Se no início da pandemia no país os brasileiros vindos do exterior, ou que tinham contato com pessoas recém-chegadas de outros países, eram as mais suscetíveis a contraírem o coronavírus, hoje a situação é diferente: pesquisas que analisam a letalidade da Covid-19 no Brasil mostram que componentes como etnia, renda e escolaridade são decisivos nos efeitos causados pela doença. Segundo dados da PUC-Rio, a taxa de morte pela Covid-19 entre a população negra e de baixa escolaridade é de 80,35%, enquanto brancos com nível superior apresentam taxa de letalidade de 19,65%.
Para enfrentar a crise do coronavírus não apenas em seus aspectos médicos e biológicos, mas também sua face social, as políticas de inclusão adotadas pelas universidades de todo o mundo são fundamentais na redução das desigualdades que se acentuam com a pandemia. Foram esses os temas discutidos em um webinário promovido pela GAPS - Global Access to Postsecondary Education, entidade global que reúne pesquisadores e líderes educacionais na busca por ampliar o acesso e a diversidade no ensino superior. O evento digital foi realizado em 21 de julho e contou com a participação de Matheus Gomes (28), estudante do último ano de Engenharia Mecânica da Unicamp, que representou não apenas a Universidade, mas toda a América do Sul.
Ex-aluno do Colégio Técnico de Campinas (Cotuca), Matheus foi presidente da Motriz - Empresa Júnior da Faculdade de Engenharia Mecânica da Unicamp e também do Conselho Organizacional de Atividades Extracurriculares (COE) da unidade. Em sua passagem pela Universidade, ele também foi representante discente e atualmente participa da iniciativa de criação do Fundo Patrimonial da Unicamp.
Governança para as universidades e discussões étnico-raciais
Participaram juntamente com Matheus estudantes da Jamaica, África do Sul, Estados Unidos e Reino Unido. O bate-papo ocorreu em torno de dois aspectos principais: os efeitos da pandemia para as universidades e como ela se manifesta de formas diferentes para pessoas brancas, negras e de outras etnias.
Com base nas discussões realizadas, Matheus percebeu que o coronavírus impôs desafios às universidades de todo o mundo.
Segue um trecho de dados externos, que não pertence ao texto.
use sysinfo::{CpuRefreshKind, RefreshKind, System};

use crate::core::group_monitor::{StaticSystemInfo, SystemInfoSource};
use crate::error::Result;

/// Cache sizes per level in KB, as reported for one core
#[derive(Debug, Clone, Copy, Default, PartialEq, Eq)]
pub struct CacheSizes {
    pub l1_kb: u32,
    pub l2_kb: u32,
    pub l3_kb: u32,
}

/// CPU topology from `sysinfo`, caches from CPUID. Virtualization is the
/// firmware setting read through WMI on Windows; elsewhere it is the CPUID
/// VT-x/AMD-V capability, which may still be disabled in firmware.
#[derive(Debug, Default)]
pub struct SysinfoSystemInfoSource;

impl SysinfoSystemInfoSource {
    pub fn new() -> Self {
        Self
    }
}

impl SystemInfoSource for SysinfoSystemInfoSource {
    fn gather(&mut self) -> Result<StaticSystemInfo> {
        let sys = System::new_with_specifics(
            RefreshKind::nothing().with_cpu(CpuRefreshKind::nothing().with_frequency()),
        );

        let cpus = sys.cpus();
        let logical_processors = cpus.len() as u32;
        let physical_cores = System::physical_core_count()
            .map(|n| n as u32)
            .unwrap_or(logical_processors);
        let clock_speed_mhz = cpus.first().map(|cpu| cpu.frequency() as u32).unwrap_or(0);

        let caches = detect_cache_sizes();

        Ok(StaticSystemInfo {
            physical_cores,
            logical_processors,
            clock_speed_mhz,
            l1_cache_kb: caches.l1_kb,
            l2_cache_kb: caches.l2_kb,
            l3_cache_kb: caches.l3_kb,
            virtualization_enabled: virtualization_enabled(),
        })
    }
}

#[cfg(windows)]
fn virtualization_enabled() -> bool {
    super::windows::virtualization_firmware_enabled().unwrap_or_else(|e| {
        log::warn!("{}; falling back to CPUID", e);
        detect_virtualization()
    })
}

#[cfg(not(windows))]
fn virtualization_enabled() -> bool {
    detect_virtualization()
}

#[cfg(any(target_arch = "x86", target_arch = "x86_64"))]
pub fn detect_cache_sizes() -> CacheSizes {
    use raw_cpuid::{CacheType, CpuId};

    let cpuid = CpuId::new();
    let mut sizes = CacheSizes::default();

    // Deterministic cache parameters (Intel, recent AMD)
    if let Some(params) = cpuid.get_cache_parameters() {
        for cache in params {
            let bytes = cache.associativity()
                * cache.physical_line_partitions()
                * cache.coherency_line_size()
                * cache.sets();
            let kb = (bytes / 1024) as u32;
            match (cache.level(), cache.cache_type()) {
                (1, CacheType::Data) | (1, CacheType::Unified) => sizes.l1_kb = kb,
                (2, _) => sizes.l2_kb = kb,
                (3, _) => sizes.l3_kb = kb,
                _ => {}
            }
        }
    }

    // AMD extended leaves
    if sizes.l1_kb == 0 {
        if let Some(l1) = cpuid.get_l1_cache_and_tlb_info() {
            sizes.l1_kb = l1.dcache_size() as u32;
        }
    }
    if sizes.l2_kb == 0 || sizes.l3_kb == 0 {
        if let Some(l2l3) = cpuid.get_l2_l3_cache_and_tlb_info() {
            if sizes.l2_kb == 0 {
                sizes.l2_kb = l2l3.l2cache_size() as u32;
            }
            if sizes.l3_kb == 0 {
                // Reported in 512 KB units
                sizes.l3_kb = l2l3.l3cache_size() as u32 * 512;
            }
        }
    }

    sizes
}

#[cfg(not(any(target_arch = "x86", target_arch = "x86_64")))]
pub fn detect_cache_sizes() -> CacheSizes {
    CacheSizes::default()
}

/// Hardware virtualization extensions (VT-x or AMD-V)
#[cfg(any(target_arch = "x86", target_arch = "x86_64"))]
pub fn detect_virtualization() -> bool {
    use raw_cpuid::CpuId;

    let cpuid = CpuId::new();
    let vmx = cpuid
        .get_feature_info()
        .map(|f| f.has_vmx())
        .unwrap_or(false);
    let svm = cpuid
        .get_extended_processor_and_feature_identifiers()
        .map(|f| f.has_svm())
        .unwrap_or(false);
    vmx || svm
}

#[cfg(not(any(target_arch = "x86", target_arch = "x86_64")))]
pub fn detect_virtualization() -> bool {
    false
}
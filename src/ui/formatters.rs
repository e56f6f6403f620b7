use colored::Colorize;

use crate::core::group_monitor::{timestamp_format, MetricToggles, Sample, StaticSystemInfo};

/// Plain summary of one sample, only the enabled metric families
pub fn format_sample_line(sample: &Sample, toggles: &MetricToggles) -> String {
    let mut parts = vec![format!(
        "{}  {} x{}",
        sample.timestamp.format(timestamp_format::FORMAT),
        sample.process_name,
        sample.group_size
    )];

    if toggles.cpu {
        parts.push(format!("CPU {:>6.2}%", sample.cpu_usage));
    }
    if toggles.memory {
        parts.push(format!(
            "Mem {:>8.1} MB (private {:.1} MB)  Threads {}",
            sample.memory_usage, sample.private_memory_usage, sample.thread_count
        ));
    }
    if toggles.disk {
        parts.push(format!("Disk {:.2} MB/s", sample.disk_io));
    }
    if toggles.network {
        parts.push(format!("Net {:.0}", sample.network_usage));
    }
    if toggles.gpu {
        parts.push(format!(
            "GPU {:.0}% {:.0}°C {:.0} MHz {:.0} MB",
            sample.gpu_usage_percent,
            sample.gpu_temp_c,
            sample.gpu_clock_mhz,
            sample.gpu_memory_mb
        ));
    }
    parts.push(format!("Procs {}", sample.process_count));

    parts.join("  |  ")
}

/// CPU load colored by severity
pub fn colorize_cpu(cpu_usage: f32) -> String {
    let text = format!("{:.2}%", cpu_usage);
    if cpu_usage >= 80.0 {
        text.red().bold().to_string()
    } else if cpu_usage >= 50.0 {
        text.yellow().to_string()
    } else {
        text.green().to_string()
    }
}

/// Multi-line block of the static machine facts
pub fn format_static_info(info: &StaticSystemInfo) -> String {
    format!(
        "Cores: {} physical / {} logical  |  Clock: {} MHz\n\
         Cache: L1 {} KB, L2 {} KB, L3 {} KB  |  Virtualization: {}",
        info.physical_cores,
        info.logical_processors,
        info.clock_speed_mhz,
        info.l1_cache_kb,
        info.l2_cache_kb,
        info.l3_cache_kb,
        info.virtualization_status()
    )
}
//! Win32 and WMI readers for values `sysinfo` does not expose on Windows

use std::collections::HashMap;
use std::mem;

use serde::Deserialize;
use windows_sys::Win32::Foundation::{CloseHandle, HANDLE, INVALID_HANDLE_VALUE};
use windows_sys::Win32::System::Diagnostics::ToolHelp::{
    CreateToolhelp32Snapshot, Thread32First, Thread32Next, TH32CS_SNAPTHREAD, THREADENTRY32,
};
use windows_sys::Win32::System::ProcessStatus::{
    GetProcessMemoryInfo, PROCESS_MEMORY_COUNTERS, PROCESS_MEMORY_COUNTERS_EX,
};
use windows_sys::Win32::System::Threading::{OpenProcess, PROCESS_QUERY_LIMITED_INFORMATION};
use wmi::WMIConnection;

use crate::error::{MonitorError, Result};

struct OwnedHandle(HANDLE);

impl Drop for OwnedHandle {
    fn drop(&mut self) {
        unsafe {
            CloseHandle(self.0);
        }
    }
}

/// Thread count of every process, from one Toolhelp32 snapshot
pub fn thread_counts() -> Result<HashMap<u32, u32>> {
    let snapshot = unsafe { CreateToolhelp32Snapshot(TH32CS_SNAPTHREAD, 0) };
    if snapshot == INVALID_HANDLE_VALUE {
        return Err(MonitorError::metric_collection(format!(
            "Thread snapshot failed: {}",
            std::io::Error::last_os_error()
        )));
    }
    let snapshot = OwnedHandle(snapshot);

    let mut entry: THREADENTRY32 = unsafe { mem::zeroed() };
    entry.dwSize = mem::size_of::<THREADENTRY32>() as u32;

    let mut counts = HashMap::new();
    let mut more = unsafe { Thread32First(snapshot.0, &mut entry) } != 0;
    while more {
        *counts.entry(entry.th32OwnerProcessID).or_insert(0) += 1;
        more = unsafe { Thread32Next(snapshot.0, &mut entry) } != 0;
    }
    Ok(counts)
}

/// Commit charge private to `pid` (`PrivateUsage`)
pub fn private_bytes(pid: u32) -> Result<u64> {
    let process = unsafe { OpenProcess(PROCESS_QUERY_LIMITED_INFORMATION, 0, pid) };
    if process.is_null() {
        return Err(MonitorError::process_read(format!(
            "Cannot open process {}: {}",
            pid,
            std::io::Error::last_os_error()
        )));
    }
    let process = OwnedHandle(process);

    let mut counters: PROCESS_MEMORY_COUNTERS_EX = unsafe { mem::zeroed() };
    counters.cb = mem::size_of::<PROCESS_MEMORY_COUNTERS_EX>() as u32;
    let ok = unsafe {
        GetProcessMemoryInfo(
            process.0,
            &mut counters as *mut PROCESS_MEMORY_COUNTERS_EX as *mut PROCESS_MEMORY_COUNTERS,
            counters.cb,
        )
    };
    if ok == 0 {
        return Err(MonitorError::process_read(format!(
            "Memory counters of process {} unavailable: {}",
            pid,
            std::io::Error::last_os_error()
        )));
    }
    Ok(counters.PrivateUsage as u64)
}

#[derive(Deserialize, Debug)]
#[serde(rename = "Win32_Processor")]
#[serde(rename_all = "PascalCase")]
struct Win32Processor {
    virtualization_firmware_enabled: Option<bool>,
}

/// Whether firmware has virtualization turned on for any processor
pub fn virtualization_firmware_enabled() -> Result<bool> {
    let wmi_con = WMIConnection::new().map_err(|e| {
        MonitorError::metric_collection(format!("Failed to connect to WMI: {}", e))
    })?;

    let processors: Vec<Win32Processor> = wmi_con
        .query()
        .map_err(|e| MonitorError::metric_collection(format!("WMI query failed: {}", e)))?;

    Ok(processors
        .iter()
        .any(|p| p.virtualization_firmware_enabled == Some(true)))
}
No entanto, a forma com que os países lidaram com isso foi diferente. Segundo ele, enquanto nas nações desenvolvidas houve o cuidado para que protocolos e orientações gerais fossem formuladas e oferecidas às universidades, nos países em desenvolvimento, como é o caso do Brasil, a adoção de medidas que garantissem a continuidade do ensino e pesquisa foi uma prerrogativa das próprias universidades.
"Em alguns lugares era uma governança municipal, em outros era nacional. Mas de uma forma ou de outra, existia uma orientação de como deveriam ser tratados aspectos como plataformas de ensino, métodos de avaliação, modelos de aulas, se os alunos deveriam ter horários fixos para estudar. Uma vez que tudo isso estava claro para todo mundo, acredito que tenha facilitado a adaptação tanto dos estudantes quanto dos professores", relata Matheus. Sobre esse tema, o estudante apresentou a experiência da Unicamp em ter sido a primeira universidade pública do país a suspender as atividades presenciais, logo após a declaração de pandemia pela OMS, e também os trabalhos adotados para garantir que o ensino fosse continuado de forma remota.
"Eu destaquei esse ponto, não só o fato de ter sido pioneira e corajosa como universidade, mas também por ter trabalhado para trazer a inclusão para esse debate. O trabalho feito junto com a iniciativa privada de levantamento de dispositivos, chips de internet e outros recursos para que a grande maioria dos estudantes passasse por esse período totalmente negativo com o menor impacto possível foi algo muito bom que eu pude sentir e levei como um orgulho de poder fazer parte disso", afirma o estudante.
As medidas que garantem o acesso da população negra às universidades também foram discutidas e valorizadas ao longo do webinário. Matheus comenta que um consenso entre os representantes de diferentes países é o de que os efeitos da pandemia tendem a ser mais duradouros para os grupos mais vulneráveis da população, que são compostos majoritariamente por pessoas pretas e pardas. Por isso, ele acredita que garantir a esses grupos o acesso a espaços de liderança, onde a temática racial pode ser discutida e problematizada, é uma responsabilidade das universidades.
"Acredito muito que as grandes transformações raciais que o Brasil e o mundo precisam passar envolvem a formação de pessoas que fazem parte de grupos em posição de liderança. E a universidade tem um papel fundamental em formar esses líderes. Um ponto discutido no webinário é como essas universidades têm formado líderes, pessoas negras em posição de liderança, que futuramente vão poder ocupar essas posições de transformação do país. Nós precisamos formar não só mais universitários, mas líderes negros preparados para debater essa temática racial", analisa.
A íntegra do webinário será disponibilizada em breve no site do GAPS.